The number one  rule of the Arizona Fall League: don’t talk about stats in the Arizona Fall League. It’s a super short season, about a month worth of playing time. It’s also at the end of a long season, and some guys respond differently than others. Some are returning from injury, some hitters are just trying to get more work in because they’re lost… all different reasons why it is important to take everything with a grain of salt. That being said, here’s some of the highlights from Nationals, playing for the Scottsdale Scorpions:

Derek Norris

Norris is once again having a great AFL season. He’s hitting well, has displayed power and showcased his ability to draw walks. Remember the caveat about stats, his .361/.457/.583 seems great, but that’s only 13 total hits. He certainly doesn’t look lost, and considering he hit .278/.403/.667 last fall, I’m starting to think he just likes Arizona. Because his .210/.367/.446 in a full season of AA this year was certainly disappointing, although the patience and power are clearly ubiquitous.

Matt Purke

On the other end of the spectrum, not only were Matt Purke’s stats terrible, so was he.
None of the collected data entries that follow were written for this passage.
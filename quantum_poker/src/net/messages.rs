use serde::{Deserialize, Serialize};
use std::fmt;

use crate::game::entities::{Card, Chips, GameSnapshot, LobbySnapshot, Phase, PlayerId};

/// A betting action a player can take on their turn.
#[derive(Clone, Copy, Debug, Deserialize, Eq, PartialEq, Serialize)]
#[serde(rename_all = "lowercase")]
pub enum ActionKind {
    Fold,
    Check,
    Call,
    Raise,
}

impl fmt::Display for ActionKind {
    fn fmt(&self, f: &mut fmt::Formatter) -> fmt::Result {
        let repr = match self {
            Self::Fold => "fold",
            Self::Check => "check",
            Self::Call => "call",
            Self::Raise => "raise",
        };
        write!(f, "{repr}")
    }
}

/// A quantum gate a player can apply to their hole cards.
#[derive(Clone, Copy, Debug, Deserialize, Eq, PartialEq, Serialize)]
pub enum Gate {
    X,
    Z,
    #[serde(rename = "CNOT")]
    Cnot,
}

impl Gate {
    /// How many hole cards the gate operates on.
    pub fn arity(self) -> usize {
        match self {
            Self::X | Self::Z => 1,
            Self::Cnot => 2,
        }
    }
}

impl fmt::Display for Gate {
    fn fmt(&self, f: &mut fmt::Formatter) -> fmt::Result {
        let repr = match self {
            Self::X => "X",
            Self::Z => "Z",
            Self::Cnot => "CNOT",
        };
        write!(f, "{repr}")
    }
}

/// A message from the client to the table, indicating a user intent.
///
/// Intents are sent as-is; there is no client-side queueing or buffering.
/// The caller is responsible for the game state permitting the action.
#[derive(Clone, Debug, Deserialize, Eq, PartialEq, Serialize)]
#[serde(tag = "event", rename_all = "snake_case")]
pub enum ClientIntent {
    /// Enter a lobby's room, identifying the viewer.
    Join {
        lobby_id: String,
        player_id: PlayerId,
        name: String,
    },
    /// Ask the server to start the game.
    StartGame { lobby_id: String },
    /// Take a betting action; raises carry the raise-to amount.
    Action {
        lobby_id: String,
        player_id: PlayerId,
        action: ActionKind,
        amount: Chips,
    },
    /// Apply (or preview) a gate on the viewer's hole cards.
    ApplyGate {
        lobby_id: String,
        player_id: PlayerId,
        gate: Gate,
        card_indices: Vec<usize>,
        preview_only: bool,
    },
}

/// A message pushed from the server to every subscriber of a table.
#[derive(Clone, Debug, Deserialize, PartialEq, Serialize)]
#[serde(tag = "event", rename_all = "snake_case")]
pub enum ServerEvent {
    /// An authoritative game snapshot, with an optional result payload.
    GameUpdate(GameUpdate),
    /// An authoritative lobby snapshot.
    LobbyUpdate(LobbySnapshot),
    /// The outcome of a preview-only gate request, sent only to the
    /// requesting player.
    GatePreview(GatePreview),
    /// A failure, described by a free-form detail string.
    Error(ErrorDetail),
}

/// Payload of a `game_update` event.
#[derive(Clone, Debug, Default, Deserialize, PartialEq, Serialize)]
pub struct GameUpdate {
    #[serde(default)]
    pub state: GameSnapshot,
    #[serde(default)]
    pub result: Option<ResultPayload>,
}

/// Payload of a `gate_preview` event.
#[derive(Clone, Debug, Default, Deserialize, PartialEq, Serialize)]
pub struct GatePreview {
    #[serde(default)]
    pub preview: bool,
    #[serde(default)]
    pub gate_info: Option<GateInfo>,
}

/// Payload of an `error` event.
#[derive(Clone, Debug, Default, Deserialize, Eq, PartialEq, Serialize)]
pub struct ErrorDetail {
    #[serde(default)]
    pub detail: String,
}

impl fmt::Display for ErrorDetail {
    fn fmt(&self, f: &mut fmt::Formatter) -> fmt::Result {
        write!(f, "{}", self.detail)
    }
}

/// The result side-channel of a game update.
///
/// The server reuses one bag of fields for every kind of result: betting
/// acknowledgements, dealt streets, gate applications, auto-wins and
/// showdowns. Every field is optional and unrecognized combinations are
/// simply not acted on; a malformed result never fails reconciliation.
#[derive(Clone, Debug, Default, Deserialize, PartialEq, Serialize)]
pub struct ResultPayload {
    /// Set when the hand ended because all but one player withdrew.
    #[serde(default)]
    pub auto_win: bool,
    /// The auto-win winner's identifier.
    #[serde(default)]
    pub winner: Option<PlayerId>,
    /// The auto-win winner's display name as the server knows it.
    #[serde(default)]
    pub winner_name: Option<String>,
    /// Chips awarded to the auto-win winner.
    #[serde(default)]
    pub winnings: Option<Chips>,
    /// Showdown winners, best hand first. More than one entry means a tie.
    #[serde(default)]
    pub winners: Vec<WinnerEntry>,
    /// Human-readable summary line, when the server offers one.
    #[serde(default)]
    pub message: Option<String>,
    /// The player a betting or gate result refers to.
    #[serde(default)]
    pub player_id: Option<PlayerId>,
    #[serde(default)]
    pub betting_round_complete: Option<bool>,
    #[serde(default)]
    pub next_phase: Option<Phase>,
    #[serde(default)]
    pub next_player: Option<PlayerId>,
    /// Set when this update carries a gate application.
    #[serde(default)]
    pub gate_applied: bool,
    #[serde(default)]
    pub gate_info: Option<GateInfo>,
}

/// One showdown winner's entry in a result payload.
///
/// Winnings are carried through as reported; side pots can split a tie
/// unevenly and the client never recomputes a share.
#[derive(Clone, Debug, Default, Deserialize, Eq, PartialEq, Serialize)]
pub struct WinnerEntry {
    #[serde(default)]
    pub player_id: PlayerId,
    #[serde(default)]
    pub hand_rank: Option<u8>,
    #[serde(default)]
    pub description: String,
    #[serde(default)]
    pub winnings: Chips,
}

/// Details of one gate application as reported by the server.
#[derive(Clone, Debug, Default, Deserialize, Eq, PartialEq, Serialize)]
pub struct GateInfo {
    #[serde(default)]
    pub gate: String,
    #[serde(default)]
    pub original_card: Option<Card>,
    #[serde(default)]
    pub result_card: Option<Card>,
    #[serde(default)]
    pub qubit_flipped: Option<i32>,
    /// Whether the resulting quantum state no longer decodes to a card.
    #[serde(default)]
    pub is_undefined: bool,
}
//! Parsing of interactive commands into table intents.

use quantum_poker::game::entities::Chips;
use quantum_poker::net::messages::{ActionKind, Gate};
use std::fmt;

/// A parsed user command.
#[derive(Clone, Debug, Eq, PartialEq)]
pub enum Command {
    /// Ask the server to start the game.
    Start,
    /// A betting action; raises carry the raise-to amount.
    Action { action: ActionKind, amount: Chips },
    /// Apply (or preview) a gate on the viewer's hole cards.
    Gate {
        gate: Gate,
        card_indices: Vec<usize>,
        preview_only: bool,
    },
    /// Print the viewer's gate history.
    History,
    /// Show the help text.
    Help,
    /// Clear the stored session and exit.
    Logout,
    /// Leave the table and exit.
    Quit,
}

/// Errors that can occur during command parsing.
#[derive(Clone, Debug, Eq, PartialEq)]
pub enum ParseError {
    /// Invalid raise amount (not a valid number).
    InvalidRaiseAmount(String),
    /// Raise command missing its amount.
    MissingRaiseAmount,
    /// Gate command missing the gate name.
    MissingGate,
    /// Unrecognized gate name.
    UnknownGate(String),
    /// Wrong number of card indices for the gate.
    WrongGateArity {
        gate: Gate,
        expected: usize,
        got: usize,
    },
    /// A card index that is not a small non-negative number.
    InvalidCardIndex(String),
    /// Unrecognized command.
    UnrecognizedCommand(String),
}

impl fmt::Display for ParseError {
    fn fmt(&self, f: &mut fmt::Formatter<'_>) -> fmt::Result {
        match self {
            Self::InvalidRaiseAmount(value) => write!(
                f,
                "Invalid raise amount '{}'. Must be a positive number (e.g., 'raise 100')",
                value
            ),
            Self::MissingRaiseAmount => {
                write!(f, "Raise requires an amount (e.g., 'raise 100')")
            }
            Self::MissingGate => {
                write!(f, "Gate command requires a gate name (e.g., 'gate X 0')")
            }
            Self::UnknownGate(gate) => write!(
                f,
                "Unknown gate '{}'. Available gates: X, Z, CNOT",
                gate
            ),
            Self::WrongGateArity {
                gate,
                expected,
                got,
            } => write!(
                f,
                "Gate {} takes {} card index(es), got {} (e.g., 'gate {} 0{}')",
                gate,
                expected,
                got,
                gate,
                if *expected == 2 { " 1" } else { "" }
            ),
            Self::InvalidCardIndex(value) => {
                write!(f, "Invalid card index '{}'. Use 0 or 1", value)
            }
            Self::UnrecognizedCommand(cmd) => write!(
                f,
                "Unrecognized command '{}'. Type 'help' to see available commands",
                cmd
            ),
        }
    }
}

impl std::error::Error for ParseError {}

/// Parse a command string into a [`Command`].
///
/// # Examples
///
/// ```
/// use qp_client::commands::{Command, parse_command};
/// use quantum_poker::net::messages::{ActionKind, Gate};
///
/// assert!(matches!(
///     parse_command("call"),
///     Ok(Command::Action { action: ActionKind::Call, amount: 0 })
/// ));
/// assert!(matches!(
///     parse_command("raise 100"),
///     Ok(Command::Action { action: ActionKind::Raise, amount: 100 })
/// ));
/// assert!(matches!(parse_command("gate X 0"), Ok(Command::Gate { gate: Gate::X, .. })));
/// ```
pub fn parse_command(input: &str) -> Result<Command, ParseError> {
    let trimmed = input.trim();
    let parts: Vec<&str> = trimmed.split_whitespace().collect();
    let Some((head, rest)) = parts.split_first() else {
        return Err(ParseError::UnrecognizedCommand(String::new()));
    };

    match (head.to_lowercase().as_str(), rest) {
        ("start", []) => Ok(Command::Start),
        ("fold", []) => Ok(Command::Action {
            action: ActionKind::Fold,
            amount: 0,
        }),
        ("check", []) => Ok(Command::Action {
            action: ActionKind::Check,
            amount: 0,
        }),
        ("call", []) => Ok(Command::Action {
            action: ActionKind::Call,
            amount: 0,
        }),
        ("history", []) => Ok(Command::History),
        ("help", []) | ("?", []) => Ok(Command::Help),
        ("logout", []) => Ok(Command::Logout),
        ("quit", []) | ("exit", []) => Ok(Command::Quit),
        ("raise", []) => Err(ParseError::MissingRaiseAmount),
        ("raise", [amount]) => match amount.parse::<Chips>() {
            Ok(amount) if amount > 0 => Ok(Command::Action {
                action: ActionKind::Raise,
                amount,
            }),
            _ => Err(ParseError::InvalidRaiseAmount(amount.to_string())),
        },
        ("gate", rest) => parse_gate(rest, false),
        ("preview", rest) => parse_gate(rest, true),
        _ => Err(ParseError::UnrecognizedCommand(trimmed.to_string())),
    }
}

fn parse_gate(parts: &[&str], preview_only: bool) -> Result<Command, ParseError> {
    let Some((raw_gate, raw_indices)) = parts.split_first() else {
        return Err(ParseError::MissingGate);
    };
    let gate = match raw_gate.to_ascii_uppercase().as_str() {
        "X" => Gate::X,
        "Z" => Gate::Z,
        "CNOT" => Gate::Cnot,
        other => return Err(ParseError::UnknownGate(other.to_string())),
    };
    let card_indices = raw_indices
        .iter()
        .map(|raw| {
            raw.parse::<usize>()
                .map_err(|_| ParseError::InvalidCardIndex(raw.to_string()))
        })
        .collect::<Result<Vec<_>, _>>()?;
    if card_indices.len() != gate.arity() {
        return Err(ParseError::WrongGateArity {
            gate,
            expected: gate.arity(),
            got: card_indices.len(),
        });
    }
    Ok(Command::Gate {
        gate,
        card_indices,
        preview_only,
    })
}

#[cfg(test)]
mod tests {
    use super::*;

    #[test]
    fn test_single_word_actions() {
        assert_eq!(
            parse_command("fold"),
            Ok(Command::Action {
                action: ActionKind::Fold,
                amount: 0
            })
        );
        assert_eq!(
            parse_command("  CHECK  "),
            Ok(Command::Action {
                action: ActionKind::Check,
                amount: 0
            })
        );
        assert_eq!(
            parse_command("call"),
            Ok(Command::Action {
                action: ActionKind::Call,
                amount: 0
            })
        );
    }

    #[test]
    fn test_raise_with_amount() {
        assert_eq!(
            parse_command("raise 100"),
            Ok(Command::Action {
                action: ActionKind::Raise,
                amount: 100
            })
        );
    }

    #[test]
    fn test_raise_without_amount() {
        assert_eq!(parse_command("raise"), Err(ParseError::MissingRaiseAmount));
    }

    #[test]
    fn test_raise_with_bad_amount() {
        assert_eq!(
            parse_command("raise lots"),
            Err(ParseError::InvalidRaiseAmount("lots".to_string()))
        );
        assert_eq!(
            parse_command("raise 0"),
            Err(ParseError::InvalidRaiseAmount("0".to_string()))
        );
    }

    #[test]
    fn test_gate_commands() {
        assert_eq!(
            parse_command("gate X 0"),
            Ok(Command::Gate {
                gate: Gate::X,
                card_indices: vec![0],
                preview_only: false
            })
        );
        assert_eq!(
            parse_command("gate cnot 0 1"),
            Ok(Command::Gate {
                gate: Gate::Cnot,
                card_indices: vec![0, 1],
                preview_only: false
            })
        );
        assert_eq!(
            parse_command("preview z 1"),
            Ok(Command::Gate {
                gate: Gate::Z,
                card_indices: vec![1],
                preview_only: true
            })
        );
    }

    #[test]
    fn test_gate_arity_errors() {
        assert_eq!(
            parse_command("gate X 0 1"),
            Err(ParseError::WrongGateArity {
                gate: Gate::X,
                expected: 1,
                got: 2
            })
        );
        assert_eq!(
            parse_command("gate CNOT 0"),
            Err(ParseError::WrongGateArity {
                gate: Gate::Cnot,
                expected: 2,
                got: 1
            })
        );
    }

    #[test]
    fn test_gate_errors() {
        assert_eq!(parse_command("gate"), Err(ParseError::MissingGate));
        assert_eq!(
            parse_command("gate H 0"),
            Err(ParseError::UnknownGate("H".to_string()))
        );
        assert_eq!(
            parse_command("gate X one"),
            Err(ParseError::InvalidCardIndex("one".to_string()))
        );
    }

    #[test]
    fn test_misc_commands() {
        assert_eq!(parse_command("start"), Ok(Command::Start));
        assert_eq!(parse_command("history"), Ok(Command::History));
        assert_eq!(parse_command("help"), Ok(Command::Help));
        assert_eq!(parse_command("logout"), Ok(Command::Logout));
        assert_eq!(parse_command("quit"), Ok(Command::Quit));
        assert_eq!(parse_command("exit"), Ok(Command::Quit));
    }

    #[test]
    fn test_unrecognized_command() {
        assert_eq!(
            parse_command("shuffle"),
            Err(ParseError::UnrecognizedCommand("shuffle".to_string()))
        );
    }

    #[test]
    fn test_error_messages_are_descriptive() {
        let error = parse_command("gate H 0").unwrap_err();
        assert!(error.to_string().contains("X, Z, CNOT"));

        let error = parse_command("bogus").unwrap_err();
        assert!(error.to_string().contains("help"));
    }
}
His first pro start was 1/3 IP, 7 ER, 5 H, 1 BB, 0 K, 1 HR. Not good, not good at all. He was a little better coming out of the pen a week earlier, 2 IP, 1 R, 1 H, 1 BB, 1 K, but his season ERA in those two appearances is in the low 30s. But, Keith Law assessment should put it some perspective, “velocity still isn’t back, couldn’t locate (obviously), arm action still a negative. All that said, we knew he wasn’t right from the spring, so I’d like to at least see where he is in 2012 after a winter of rehab.”